Why has KPMG decided to base its global chairman in Hong Kong? Is it related to your firm's future development plans?

It reflects the fact that world economic power is now moving from the West to the East. China, India, Russia and other Asean countries such as Thailand and Malaysia are our focus of expansion. These markets are important to us.

Unless you are based here, you cannot understand the local culture, regulations and dynamic. We also want to make a statement that we are different from the other Big Four as they have their global chairmen in New York. Logistically, Hong Kong is the best choice as it is a location where you do not need to change flights to any part of the world and you can go everywhere in the city by MTR within 45 minutes. You spend more time on travel in New York or London.

What are your expansion plans? Do you have any targets?

Total revenue for the last fiscal year for KPMG was US$22.7 billion. I want to add over US$10 billion in incremental revenue over my four year term by achieving 10 per cent growth each year. In terms of people, we now have 145,000 globally and announced plans last year to recruit 250,000 over the following five years - we recruited more than 50,000 in the past 12 months.

What people are you looking for?

We want both fresh graduates as well as experienced accountants. We announced plans to hire 75,000 graduates over the next three years. We also hire experienced accountants.

In terms of educational background, we do not only need accountancy graduates but talent from other sectors such as climate change, engineering, supply chain management and IT professionals.

We want 60 per cent of our staff to be accounting professionals and the rest from other disciplines. We are not only focusing on auditing but also advisory and tax services, so we need talent from different industries.

There have been many accounting problems related to Chinese companies listed in Hong Kong and the US. How do you prevent this happening?

We have procedures to ensure our clients are ethical and that their duty is to the capital markets. We have to carefully choose our clients and help educate them in terms of the practices and corporate governance requirements for international markets.

Our firm will help companies make sure they understand they need to give accurate financial information and have proper internal controls when they want to list in overseas markets.

There are many good examples of good Chinese-listed companies that are behaving very well overseas and the frustration is that there is a small element that have damaged the brand for all the other Chinese private enterprises that want to list and raise capital overseas. We have an important role to play to ensure financial statements are accurate and that there are proper risk controls.

KPMG is operating in 150 countries. Do you recruit locally or do you bring in staff from other markets?

We recruit locally but we also send staff overseas when needed. Locally trained staff understand the language and culture, however, staff with overseas experience can also offer services to clients looking to invest in other markets. For example, we have sent some Chinese and Hong Kong staff to Canada, UK and Australia to serve clients in these countries who want to invest in mainland China.

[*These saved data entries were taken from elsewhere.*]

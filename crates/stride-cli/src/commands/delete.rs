use anyhow::Result;
use dialoguer::Confirm;
use stride_core::session::Session;
use stride_core::store::TaskRepository;

use super::load_tasks;
use crate::cli::DeleteCommand;
use crate::util::resolve_task_id;

/// Asks before deleting unless `force` is set.
pub(crate) fn confirm(title: &str, force: bool) -> bool {
    if force {
        return true;
    }
    Confirm::new()
        .with_prompt(format!("Are you sure you want to delete task '{}'?", title))
        .default(false)
        .interact()
        .unwrap_or(false)
}

pub async fn delete_task(session: &Session, command: DeleteCommand) -> Result<()> {
    let tasks = load_tasks(session).await;
    let id = resolve_task_id(&tasks.list(), &command.id)?;
    let title = tasks.get(&id).map(|t| t.title).unwrap_or_default();

    if !confirm(&title, command.force) {
        println!("Deletion cancelled.");
        return Ok(());
    }
    tasks.delete(&id).await?;
    println!("Deleted task: '{}'", title);
    Ok(())
}
use clap::{Parser, Subcommand};
use stride_core::models::{TaskPriority, TaskStatus};

/// Stride: task tracking with completion streaks and gentle nudges
#[derive(Parser, Debug)]
#[command(author, version, about, long_about = None)]
pub struct Cli {
    /// Path to the config file (defaults to $STRIDE_CONFIG, then ./stride.toml)
    #[arg(long, global = true)]
    pub config: Option<std::path::PathBuf>,

    #[command(subcommand)]
    pub command: Commands,
}

#[derive(Subcommand, Debug, Clone)]
pub enum Commands {
    /// Add a new task
    Add(AddCommand),
    /// List tasks
    List(ListCommand),
    /// Mark a task as in progress
    Start(IdCommand),
    /// Mark a task as completed
    Done(IdCommand),
    /// Edit a task
    Edit(EditCommand),
    /// Delete a task
    Delete(DeleteCommand),
    /// Show current and longest streak with the last 14 days
    Streak,
    /// Show activity patterns and a routine suggestion
    Insights,
    /// Evaluate the notification policy and deliver a reminder
    Notify(NotifyCommand),
    /// Fill the completion history with random demo data
    Seed(SeedCommand),
    /// Work with the configured team
    Team(TeamCommand),
}

#[derive(Parser, Debug, Clone)]
pub struct AddCommand {
    /// The title of the task
    pub title: String,
    /// The description of the task
    #[arg(short, long)]
    pub description: Option<String>,
    /// The due date of the task (e.g. "tomorrow", "next friday 5pm")
    #[arg(long)]
    pub due: Option<String>,
    /// The priority of the task (low, medium, high)
    #[arg(short, long)]
    pub priority: Option<TaskPriority>,
    /// Tags to add to the task
    #[arg(short, long, num_args = 1..)]
    pub tag: Vec<String>,
}

#[derive(Parser, Debug, Clone)]
pub struct ListCommand {
    /// Only show tasks with this status
    #[arg(short, long)]
    pub status: Option<TaskStatus>,
    /// Only show tasks carrying this tag
    #[arg(short, long)]
    pub tag: Option<String>,
}

#[derive(Parser, Debug, Clone)]
pub struct IdCommand {
    /// The ID (or a unique prefix of it) of the task
    pub id: String,
}

#[derive(Parser, Debug, Clone)]
pub struct EditCommand {
    /// The ID of the task to edit
    pub id: String,

    #[arg(long)]
    pub title: Option<String>,

    #[arg(long)]
    pub description: Option<String>,

    #[arg(long)]
    pub due: Option<String>,

    #[arg(long)]
    pub priority: Option<TaskPriority>,

    #[arg(long)]
    pub status: Option<TaskStatus>,

    /// Add tags to the task
    #[arg(long, num_args = 1..)]
    pub add_tag: Vec<String>,

    /// Remove tags from the task
    #[arg(long, num_args = 1..)]
    pub remove_tag: Vec<String>,
}

#[derive(Parser, Debug, Clone)]
pub struct DeleteCommand {
    /// The ID of the task to delete
    pub id: String,
    /// Force deletion without confirmation
    #[arg(short, long)]
    pub force: bool,
}

#[derive(Parser, Debug, Clone)]
pub struct NotifyCommand {
    /// Print the decision without delivering anything
    #[arg(long)]
    pub dry_run: bool,
}

#[derive(Parser, Debug, Clone)]
pub struct SeedCommand {
    /// Number of days of history to generate, ending today
    #[arg(long, default_value_t = 30)]
    pub days: u32,
    /// Seed for reproducible data
    #[arg(long)]
    pub seed: Option<u64>,
}

#[derive(Parser, Debug, Clone)]
pub struct TeamCommand {
    #[command(subcommand)]
    pub command: TeamSubcommand,
}

#[derive(Subcommand, Debug, Clone)]
pub enum TeamSubcommand {
    /// Add a team task
    Add(TeamAddCommand),
    /// List team tasks
    List(ListCommand),
    /// Mark a team task as in progress
    Start(IdCommand),
    /// Mark a team task as completed
    Done(IdCommand),
    /// Delete a team task
    Delete(DeleteCommand),
    /// Show team statistics and member activity
    Stats,
}

#[derive(Parser, Debug, Clone)]
pub struct TeamAddCommand {
    #[command(flatten)]
    pub task: AddCommand,
    /// Member the task is assigned to (defaults to you)
    #[arg(short, long)]
    pub assignee: Option<String>,
}
use anyhow::Result;
use stride_core::models::{TaskStatus, TeamTask};
use stride_core::session::Session;
use stride_core::store::TaskRepository;

use super::load_tasks;
use crate::cli::ListCommand;
use crate::views::table::{display_tasks, ViewTask};

pub(crate) fn matches(command: &ListCommand, status: TaskStatus, tags: &[String]) -> bool {
    command.status.map_or(true, |s| s == status)
        && command
            .tag
            .as_ref()
            .map_or(true, |tag| tags.iter().any(|t| t.eq_ignore_ascii_case(tag)))
}

pub async fn list_tasks(session: &Session, command: ListCommand) -> Result<()> {
    let tasks = load_tasks(session).await;
    let view_tasks: Vec<ViewTask> = tasks
        .list()
        .into_iter()
        .filter(|t| matches(&command, t.status, &t.tags))
        .map(|t| ViewTask {
            id: t.id,
            title: t.title,
            status: t.status,
            priority: t.priority,
            due_date: t.due_date,
            tags: t.tags,
            assignee: None,
        })
        .collect();
    display_tasks(&view_tasks, session.clock().now());
    Ok(())
}

pub(crate) fn team_view(task: TeamTask, assignee: String) -> ViewTask {
    let TeamTask { task, .. } = task;
    ViewTask {
        id: task.id,
        title: task.title,
        status: task.status,
        priority: task.priority,
        due_date: task.due_date,
        tags: task.tags,
        assignee: Some(assignee),
    }
}
use stride_core::clock::validate_timezone;
use stride_core::error::CoreError;

/// Detect system timezone
pub fn detect_system_timezone() -> String {
    if let Ok(tz) = std::env::var("TZ") {
        if !tz.is_empty() && validate_timezone(&tz).is_ok() {
            return tz;
        }
    }

    if let Ok(tz) = iana_time_zone::get_timezone() {
        if validate_timezone(&tz).is_ok() {
            return tz;
        }
    }

    "UTC".to_string()
}

/// Convert user-friendly timezone input to an IANA name
pub fn normalize_timezone_input(input: &str) -> Result<String, CoreError> {
    let input = input.trim();
    if validate_timezone(input).is_ok() {
        return Ok(input.to_string());
    }

    let normalized = match input.to_lowercase().as_str() {
        "est" | "eastern" => "America/New_York",
        "cst" | "central" => "America/Chicago",
        "mst" | "mountain" => "America/Denver",
        "pst" | "pacific" => "America/Los_Angeles",
        "gmt" | "utc" | "z" => "UTC",
        "bst" | "london" => "Europe/London",
        "cet" | "paris" => "Europe/Paris",
        "jst" | "tokyo" => "Asia/Tokyo",
        _ => {
            return Err(CoreError::InvalidTimezone(format!(
                "Unknown timezone '{}'. Use IANA names like 'America/New_York'",
                input
            )))
        }
    };
    Ok(normalized.to_string())
}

Different markets have different cultures, languages and pay scales - how do you cope with these differences?

We offer the same standard of training for all markets we operate in. We also have the same quality review systems across all operations.

How do you reward the good performers and get rid of poor performers ?

We keep the best talent by providing them with good training and a clear career road map, so that they know how to secure a good career with our firm. For the poor performers, we need to be honest, as we are all about constructive feedback. If someone is not in line with our values then we need to indicate to them their career is better off outside the organisation.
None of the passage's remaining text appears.